We hosted all the information on the Angling Trust website and published a wide range of views on the subject to help inform the debate. You can find this further down this page.

Angling Trust Policy Chief Martin Salter said: “With a finely balanced response to the consultation it is inevitable that one side or the other will be disappointed with the eventual decision. It was also clear that there was little appetite for change by the Environment Agency who have decided to adopt a precautionary approach. 

However, at least we have now had an opportunity to look at the available evidence for a river close season as well as examining the regimes in place in other countries with similar fish populations. We are extremely grateful to our ambassadors Pete Reading and Dave Harrell for bringing their experience and expertise to the table and to all those anglers who took the time to read the evidence papers and to respond to the consultation.”

The coarse fish close season in English rivers - evidence review and angler survey: Environment Agency statement, May 10th, 2018:

Together with the Angling Trust and Institute of Fisheries Management, the Environment Agency has reviewed the available evidence around the coarse fish close season on rivers. It has published its findings here:

1. Literature review of evidence around the close season

2. Summary of coarse fish spawning times

3. Coarse fish close seasons in other European countries

4. Assessment of risks of fishing during the current close season

5. Review of potential studies to improve close season evidence base

6. History of the coarse fish close season in England

Overview of current evidence

Angling in England on rivers (and some stillwaters and canals) has been subject to a coarse fish close season since 1878. This runs from 15 March and 15 June, inclusive, and aims to protect coarse fish stocks from additional angling pressure in the period when most species typically spawn. However, prohibiting angling on rivers also has other effects, including reducing the social and economic benefits from angling.

The close season has been retained on a precautionary basis – removing or reforming it would entail running a number of risks, most importantly that of maintaining fish stocks. England Fisheries Group established a study group, with representatives from the Angling Trust, Institute of Fisheries Management and the Environment Agency to examine the available evidence on the effects of the coarse fish close season in England, particularly on rivers, and whether collecting additional evidence to increase our understanding of likely effects of changes to the close season on rivers was possible.

The study group assessed all readily available scientific evidence and concluded there was a lack of studies specially addressing this issues of concern. As a consequence they found no conclusive evidence that the close season is necessary to protect fish stocks in rivers. Overall, the current evidence of the impact of angling around the spawning period on coarse fish populations remains circumstantial.
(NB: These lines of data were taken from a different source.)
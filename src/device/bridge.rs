use super::{DeviceConfig, DeviceError, DeviceEvent, DeviceTransport, TransportFactory};
use crate::telemetry::{DpValue, RawDataPoints};
use async_trait::async_trait;
use serde_derive::{Deserialize, Serialize};
use std::sync::Arc;
use tokio::sync::mpsc::Sender;
use tracing::debug;

/// Talks to the device through a LAN bridge that exposes its data points
/// over HTTP. The device key is passed as a bearer token.
pub struct BridgeTransport {
    base_url: String,
    config: DeviceConfig,
    client: reqwest::Client,
    events: Sender<DeviceEvent>,
}

#[derive(Debug, Serialize)]
struct ConnectRequest<'a> {
    ip: &'a str,
    version: &'a str,
}

#[derive(Debug, Serialize)]
struct SetRequest {
    value: DpValue,
}

#[derive(Debug, Deserialize)]
struct DpsResponse {
    #[serde(default)]
    dps: RawDataPoints,
}

impl From<reqwest::Error> for DeviceError {
    fn from(e: reqwest::Error) -> Self {
        match e.status() {
            Some(status) => DeviceError::Rejected(status.as_u16()),
            None => DeviceError::Transport(e.to_string()),
        }
    }
}

impl BridgeTransport {
    pub fn new(
        base_url: impl Into<String>,
        config: DeviceConfig,
        client: reqwest::Client,
        events: Sender<DeviceEvent>,
    ) -> Self {
        Self {
            base_url: base_url.into(),
            config,
            client,
            events,
        }
    }

    fn url(&self, path: &str) -> String {
        format!("{}/device/{}{}", self.base_url, self.config.id, path)
    }

    async fn emit(&self, event: DeviceEvent) {
        if self.events.send(event).await.is_err() {
            debug!("Dropping event for discarded device handle");
        }
    }

    async fn read_dps(&self) -> Result<RawDataPoints, DeviceError> {
        let response: DpsResponse = self
            .client
            .get(self.url("/dps"))
            .bearer_auth(&self.config.key)
            .send()
            .await?
            .error_for_status()?
            .json()
            .await?;
        Ok(response.dps)
    }
}

#[async_trait]
impl DeviceTransport for BridgeTransport {
    async fn discover(&self) -> Result<(), DeviceError> {
        self.client
            .get(self.url(""))
            .bearer_auth(&self.config.key)
            .send()
            .await?
            .error_for_status()?;
        Ok(())
    }

    async fn connect(&self) -> Result<(), DeviceError> {
        self.client
            .post(self.url("/connect"))
            .bearer_auth(&self.config.key)
            .json(&ConnectRequest {
                ip: &self.config.ip,
                version: &self.config.protocol_version,
            })
            .send()
            .await?
            .error_for_status()?;

        let points = self.read_dps().await?;
        self.emit(DeviceEvent::Connected).await;
        self.emit(DeviceEvent::Data(points)).await;
        Ok(())
    }

    async fn disconnect(&self) -> Result<(), DeviceError> {
        self.client
            .post(self.url("/disconnect"))
            .bearer_auth(&self.config.key)
            .send()
            .await?
            .error_for_status()?;
        self.emit(DeviceEvent::Disconnected).await;
        Ok(())
    }

    async fn set_data_point(&self, key: &str, value: DpValue) -> Result<(), DeviceError> {
        self.client
            .put(self.url(&format!("/dps/{key}")))
            .bearer_auth(&self.config.key)
            .json(&SetRequest { value })
            .send()
            .await?
            .error_for_status()?;
        Ok(())
    }

    async fn refresh(&self) -> Result<(), DeviceError> {
        match self.read_dps().await {
            Ok(points) => {
                self.emit(DeviceEvent::DpRefresh(points)).await;
                Ok(())
            }
            Err(e) => {
                self.emit(DeviceEvent::Error(e.to_string())).await;
                self.emit(DeviceEvent::Disconnected).await;
                Err(e)
            }
        }
    }
}

/// Creates [`BridgeTransport`]s sharing one HTTP client.
#[derive(Clone, Default)]
pub struct BridgeFactory {
    bridge_url: Option<String>,
    client: reqwest::Client,
}

impl BridgeFactory {
    /// `bridge_url` of `None` addresses the device ip directly.
    pub fn new(bridge_url: Option<String>) -> Self {
        Self {
            bridge_url,
            client: reqwest::Client::new(),
        }
    }

    fn base_url(&self, config: &DeviceConfig) -> String {
        self.bridge_url
            .clone()
            .unwrap_or_else(|| format!("http://{}", config.ip))
    }
}

impl TransportFactory for BridgeFactory {
    fn create(&self, config: &DeviceConfig, events: Sender<DeviceEvent>) -> Arc<dyn DeviceTransport> {
        Arc::new(BridgeTransport::new(
            self.base_url(config),
            config.clone(),
            self.client.clone(),
            events,
        ))
    }
}

#[cfg(test)]
mod test_bridge {
    use super::*;
    use mockito::Matcher;
    use serde_json::json;
    use tokio::sync::mpsc;

    fn config() -> DeviceConfig {
        DeviceConfig {
            id: "bf42".into(),
            key: "local_key".into(),
            ip: "192.168.1.50".into(),
            protocol_version: "3.3".into(),
        }
    }

    fn transport(server: &mockito::Server) -> (Arc<dyn DeviceTransport>, mpsc::Receiver<DeviceEvent>) {
        let (tx, rx) = mpsc::channel(16);
        let factory = BridgeFactory::new(Some(server.url()));
        (factory.create(&config(), tx), rx)
    }

    #[tokio::test]
    async fn test_discover() {
        let mut server = mockito::Server::new_async().await;
        let mock = server
            .mock("GET", "/device/bf42")
            .match_header("Authorization", "Bearer local_key")
            .with_status(200)
            .with_body("{}")
            .create_async()
            .await;

        let (device, _rx) = transport(&server);
        device.discover().await.unwrap();
        mock.assert_async().await;
    }

    #[tokio::test]
    async fn test_discover_unknown_device() {
        let mut server = mockito::Server::new_async().await;
        let _mock = server
            .mock("GET", "/device/bf42")
            .with_status(404)
            .create_async()
            .await;

        let (device, _rx) = transport(&server);
        let err = device.discover().await.unwrap_err();
        assert!(matches!(err, DeviceError::Rejected(404)));
    }

    #[tokio::test]
    async fn test_connect_reports_connected_then_data() {
        let mut server = mockito::Server::new_async().await;
        let connect = server
            .mock("POST", "/device/bf42/connect")
            .match_body(Matcher::Json(json!({"ip": "192.168.1.50", "version": "3.3"})))
            .with_status(200)
            .create_async()
            .await;
        let _dps = server
            .mock("GET", "/device/bf42/dps")
            .with_status(200)
            .with_header("content-type", "application/json")
            .with_body(r#"{"dps": {"1": true, "19": 1200, "20": 2310}}"#)
            .create_async()
            .await;

        let (device, mut rx) = transport(&server);
        device.connect().await.unwrap();
        connect.assert_async().await;

        assert_eq!(rx.recv().await, Some(DeviceEvent::Connected));
        match rx.recv().await {
            Some(DeviceEvent::Data(points)) => {
                assert_eq!(points.get("1"), Some(&DpValue::Bool(true)));
                assert_eq!(points.get("19"), Some(&DpValue::Int(1200)));
            }
            other => panic!("Expected Data event, got {other:?}"),
        }
    }

    #[tokio::test]
    async fn test_refresh_emits_partial_update() {
        let mut server = mockito::Server::new_async().await;
        let _mock = server
            .mock("GET", "/device/bf42/dps")
            .with_status(200)
            .with_body(r#"{"dps": {"19": 55}}"#)
            .create_async()
            .await;

        let (device, mut rx) = transport(&server);
        device.refresh().await.unwrap();

        let expected: RawDataPoints = [("19", DpValue::Int(55))].into_iter().collect();
        assert_eq!(rx.recv().await, Some(DeviceEvent::DpRefresh(expected)));
    }

    #[tokio::test]
    async fn test_refresh_failure_reports_error_and_disconnect() {
        let mut server = mockito::Server::new_async().await;
        let _mock = server
            .mock("GET", "/device/bf42/dps")
            .with_status(502)
            .create_async()
            .await;

        let (device, mut rx) = transport(&server);
        assert!(device.refresh().await.is_err());

        assert!(matches!(rx.recv().await, Some(DeviceEvent::Error(_))));
        assert_eq!(rx.recv().await, Some(DeviceEvent::Disconnected));
    }

    #[tokio::test]
    async fn test_set_data_point() {
        let mut server = mockito::Server::new_async().await;
        let mock = server
            .mock("PUT", "/device/bf42/dps/1")
            .match_header("Authorization", "Bearer local_key")
            .match_body(Matcher::Json(json!({"value": false})))
            .with_status(200)
            .create_async()
            .await;

        let (device, _rx) = transport(&server);
        device.set_data_point("1", DpValue::Bool(false)).await.unwrap();
        mock.assert_async().await;
    }

    #[test]
    fn test_factory_defaults_to_device_ip() {
        let direct = BridgeFactory::new(None);
        assert_eq!(direct.base_url(&config()), "http://192.168.1.50");

        let bridged = BridgeFactory::new(Some("http://bridge:9000".into()));
        assert_eq!(bridged.base_url(&config()), "http://bridge:9000");
    }
}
  • the literature review provides a valuable synopsis of the available evidence on angling-related risks to fish, from which valuable inferences can be drawn;
  • risk-assessments produced by by an expert group add confidence to our understanding of issues and fish species most likely to be affected;
  • no evidence has been reported of detrimental impacts from angling during the close season period for rivers on the welfare of fish stocks or on the fisheries they support from locations where there is no (or a shorter) close season either in England or in other European countries. Equally, there is also an absence of studies which might provide evidence to investigate these risks;
  • further research to add to the understanding is possible, but only with very significant cost and time implications relating to the need to reduce uncertainty against background environmental influences;
  • regardless of whether or not close season angling does impact coarse fish stocks, the likely level of impact on stocks and recruitment in most rivers is unlikely to be detectable.

The Environment Agency considered the report and the feedback from England Fisheries Group and agreed to reconvene the study group to examine whether or not the options for the future of the coarse fish close season on rivers might be considered for a risk-based decision, and how these might be taken forward.

Next steps

To help it decide if there is a case for reviewing of the close season byelaw, the Environment Agency is taking a snapshot of anglers’ support for retaining, reforming or removing the current regulation in England. This will happen in May. We will let you know the outcome.

This snapshot is not a referendum, but will simply indicate whether the Environment Agency has a mandate to proceed with a review. If it believes there is a case and support for proceeding with a review of the byelaw, it will consult later this year, giving all anglers, fishery owners and others the opportunity to voice their opinion on future options for the close season.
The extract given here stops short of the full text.